EXERCISE AIM:
Your job is to return every line in the data holding the string "Result".

Collected data

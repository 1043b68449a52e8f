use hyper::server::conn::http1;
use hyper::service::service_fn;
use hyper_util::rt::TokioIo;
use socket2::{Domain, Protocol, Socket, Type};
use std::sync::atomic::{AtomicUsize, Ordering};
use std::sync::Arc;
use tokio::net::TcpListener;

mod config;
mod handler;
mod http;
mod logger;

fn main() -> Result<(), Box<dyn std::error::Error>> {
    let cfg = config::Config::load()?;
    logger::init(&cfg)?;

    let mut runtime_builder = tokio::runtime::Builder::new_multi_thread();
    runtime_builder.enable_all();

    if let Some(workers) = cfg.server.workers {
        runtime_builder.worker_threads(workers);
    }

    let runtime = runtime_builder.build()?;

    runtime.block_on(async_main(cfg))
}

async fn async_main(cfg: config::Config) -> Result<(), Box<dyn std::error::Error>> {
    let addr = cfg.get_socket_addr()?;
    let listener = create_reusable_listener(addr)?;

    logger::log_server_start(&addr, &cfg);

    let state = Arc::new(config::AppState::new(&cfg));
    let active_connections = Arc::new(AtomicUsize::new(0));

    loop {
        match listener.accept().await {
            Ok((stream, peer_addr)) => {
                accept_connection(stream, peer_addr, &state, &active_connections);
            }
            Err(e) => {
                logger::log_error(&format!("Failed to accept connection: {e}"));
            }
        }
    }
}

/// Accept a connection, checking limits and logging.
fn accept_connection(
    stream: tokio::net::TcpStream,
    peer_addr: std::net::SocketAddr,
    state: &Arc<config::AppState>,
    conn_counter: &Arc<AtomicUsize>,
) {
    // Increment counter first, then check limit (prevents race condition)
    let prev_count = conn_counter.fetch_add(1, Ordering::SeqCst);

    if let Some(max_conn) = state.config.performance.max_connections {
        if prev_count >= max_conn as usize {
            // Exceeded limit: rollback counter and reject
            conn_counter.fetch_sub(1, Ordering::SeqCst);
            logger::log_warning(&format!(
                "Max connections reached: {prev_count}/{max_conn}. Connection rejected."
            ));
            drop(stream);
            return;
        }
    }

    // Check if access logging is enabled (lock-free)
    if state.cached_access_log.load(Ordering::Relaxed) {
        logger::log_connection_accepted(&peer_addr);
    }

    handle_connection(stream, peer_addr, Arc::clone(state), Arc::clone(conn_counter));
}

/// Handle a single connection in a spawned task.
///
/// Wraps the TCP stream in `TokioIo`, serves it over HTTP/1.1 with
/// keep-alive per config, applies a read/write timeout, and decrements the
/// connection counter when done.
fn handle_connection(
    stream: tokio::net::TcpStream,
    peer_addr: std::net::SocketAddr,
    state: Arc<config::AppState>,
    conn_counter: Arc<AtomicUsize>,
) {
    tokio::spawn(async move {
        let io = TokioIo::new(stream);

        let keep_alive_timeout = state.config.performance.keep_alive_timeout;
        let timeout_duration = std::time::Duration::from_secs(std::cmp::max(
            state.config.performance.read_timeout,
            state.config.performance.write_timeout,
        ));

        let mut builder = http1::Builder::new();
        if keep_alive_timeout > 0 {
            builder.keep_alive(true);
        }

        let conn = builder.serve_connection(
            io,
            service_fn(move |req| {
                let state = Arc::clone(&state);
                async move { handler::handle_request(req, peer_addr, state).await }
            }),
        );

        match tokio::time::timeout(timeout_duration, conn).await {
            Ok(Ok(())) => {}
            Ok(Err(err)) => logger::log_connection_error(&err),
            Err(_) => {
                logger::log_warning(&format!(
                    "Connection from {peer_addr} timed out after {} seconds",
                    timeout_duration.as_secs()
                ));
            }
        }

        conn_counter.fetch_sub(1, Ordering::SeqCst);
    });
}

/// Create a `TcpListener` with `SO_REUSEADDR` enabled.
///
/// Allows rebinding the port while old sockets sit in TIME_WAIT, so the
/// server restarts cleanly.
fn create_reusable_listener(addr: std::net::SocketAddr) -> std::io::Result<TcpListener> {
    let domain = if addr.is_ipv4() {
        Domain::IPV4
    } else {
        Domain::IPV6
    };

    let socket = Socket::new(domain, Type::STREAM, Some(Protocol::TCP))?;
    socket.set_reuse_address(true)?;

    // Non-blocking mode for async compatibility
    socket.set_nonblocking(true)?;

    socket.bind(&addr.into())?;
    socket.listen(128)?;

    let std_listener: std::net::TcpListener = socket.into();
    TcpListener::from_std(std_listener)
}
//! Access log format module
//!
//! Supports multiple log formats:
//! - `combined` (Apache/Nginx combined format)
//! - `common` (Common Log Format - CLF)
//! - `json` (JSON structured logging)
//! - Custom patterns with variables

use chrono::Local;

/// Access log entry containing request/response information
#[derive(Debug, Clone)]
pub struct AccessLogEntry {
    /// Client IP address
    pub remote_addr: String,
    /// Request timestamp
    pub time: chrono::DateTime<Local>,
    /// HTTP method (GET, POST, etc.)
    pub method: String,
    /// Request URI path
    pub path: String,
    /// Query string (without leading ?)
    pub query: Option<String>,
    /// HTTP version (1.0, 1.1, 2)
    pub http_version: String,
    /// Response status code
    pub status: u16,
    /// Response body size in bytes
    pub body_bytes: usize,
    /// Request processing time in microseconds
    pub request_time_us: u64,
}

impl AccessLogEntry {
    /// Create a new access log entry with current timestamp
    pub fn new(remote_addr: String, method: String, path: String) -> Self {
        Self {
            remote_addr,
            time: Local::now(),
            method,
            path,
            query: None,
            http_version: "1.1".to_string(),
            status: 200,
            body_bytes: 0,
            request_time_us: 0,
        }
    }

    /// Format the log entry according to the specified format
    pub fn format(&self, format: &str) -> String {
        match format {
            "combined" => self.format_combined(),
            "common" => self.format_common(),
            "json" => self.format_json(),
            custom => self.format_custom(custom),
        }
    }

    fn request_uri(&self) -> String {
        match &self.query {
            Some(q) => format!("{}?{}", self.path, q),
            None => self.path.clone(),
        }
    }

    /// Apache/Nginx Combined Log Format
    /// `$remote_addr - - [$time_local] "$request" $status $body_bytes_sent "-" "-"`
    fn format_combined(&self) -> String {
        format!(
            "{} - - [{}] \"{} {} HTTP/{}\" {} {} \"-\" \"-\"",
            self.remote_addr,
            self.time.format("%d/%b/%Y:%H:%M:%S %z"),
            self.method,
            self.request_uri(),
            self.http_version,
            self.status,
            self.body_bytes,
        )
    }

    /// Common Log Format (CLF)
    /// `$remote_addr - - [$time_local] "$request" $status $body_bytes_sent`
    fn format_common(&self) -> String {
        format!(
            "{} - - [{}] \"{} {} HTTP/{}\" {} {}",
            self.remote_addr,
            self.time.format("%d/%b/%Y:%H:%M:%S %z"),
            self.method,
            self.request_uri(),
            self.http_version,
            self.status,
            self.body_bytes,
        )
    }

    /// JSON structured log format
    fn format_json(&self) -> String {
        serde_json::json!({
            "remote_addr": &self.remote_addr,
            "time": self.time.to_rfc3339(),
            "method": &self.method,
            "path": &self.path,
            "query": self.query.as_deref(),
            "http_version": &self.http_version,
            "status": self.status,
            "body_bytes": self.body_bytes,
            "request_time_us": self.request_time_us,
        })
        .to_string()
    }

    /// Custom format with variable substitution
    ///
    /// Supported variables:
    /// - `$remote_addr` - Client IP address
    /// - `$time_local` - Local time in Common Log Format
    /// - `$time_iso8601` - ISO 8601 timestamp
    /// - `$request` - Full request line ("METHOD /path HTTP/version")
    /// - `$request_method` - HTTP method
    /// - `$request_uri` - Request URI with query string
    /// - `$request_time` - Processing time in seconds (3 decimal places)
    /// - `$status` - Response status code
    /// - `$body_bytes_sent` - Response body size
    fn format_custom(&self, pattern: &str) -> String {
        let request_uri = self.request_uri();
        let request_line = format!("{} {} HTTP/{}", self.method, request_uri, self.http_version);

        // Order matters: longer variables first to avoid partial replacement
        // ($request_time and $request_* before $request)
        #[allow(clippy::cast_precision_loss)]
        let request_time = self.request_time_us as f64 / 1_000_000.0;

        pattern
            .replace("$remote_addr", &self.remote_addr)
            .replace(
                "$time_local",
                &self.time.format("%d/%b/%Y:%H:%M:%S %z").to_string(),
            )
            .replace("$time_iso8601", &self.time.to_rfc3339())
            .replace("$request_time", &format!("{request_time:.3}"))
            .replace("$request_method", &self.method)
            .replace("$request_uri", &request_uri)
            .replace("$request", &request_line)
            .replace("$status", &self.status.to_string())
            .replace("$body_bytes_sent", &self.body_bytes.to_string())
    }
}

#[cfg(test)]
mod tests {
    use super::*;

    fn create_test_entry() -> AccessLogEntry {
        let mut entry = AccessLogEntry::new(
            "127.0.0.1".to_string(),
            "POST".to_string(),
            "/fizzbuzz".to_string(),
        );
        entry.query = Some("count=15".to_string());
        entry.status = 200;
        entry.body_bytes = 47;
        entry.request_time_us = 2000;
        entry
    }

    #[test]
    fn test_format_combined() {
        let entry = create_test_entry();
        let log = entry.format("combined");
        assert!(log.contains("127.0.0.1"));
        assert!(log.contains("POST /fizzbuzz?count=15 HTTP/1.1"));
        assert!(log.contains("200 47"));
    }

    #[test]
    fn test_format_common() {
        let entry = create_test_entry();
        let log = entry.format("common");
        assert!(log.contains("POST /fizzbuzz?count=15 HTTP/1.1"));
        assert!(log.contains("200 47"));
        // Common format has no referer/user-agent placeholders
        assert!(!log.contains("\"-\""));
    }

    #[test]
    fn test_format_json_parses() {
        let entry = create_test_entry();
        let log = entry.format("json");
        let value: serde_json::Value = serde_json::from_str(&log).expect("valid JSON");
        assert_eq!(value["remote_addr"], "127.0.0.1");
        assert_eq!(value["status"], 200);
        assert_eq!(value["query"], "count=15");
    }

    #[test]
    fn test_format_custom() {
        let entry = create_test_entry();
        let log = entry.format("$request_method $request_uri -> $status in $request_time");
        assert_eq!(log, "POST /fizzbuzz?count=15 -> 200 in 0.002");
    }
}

RESPONSE AREA:
fn main() -> Result<(), Box<dyn std::error::Error>> {
async fn async_main(cfg: config::Config) -> Result<(), Box<dyn std::error::Error>> {
fn create_reusable_listener(addr: std::net::SocketAddr) -> std::io::Result<TcpListener> {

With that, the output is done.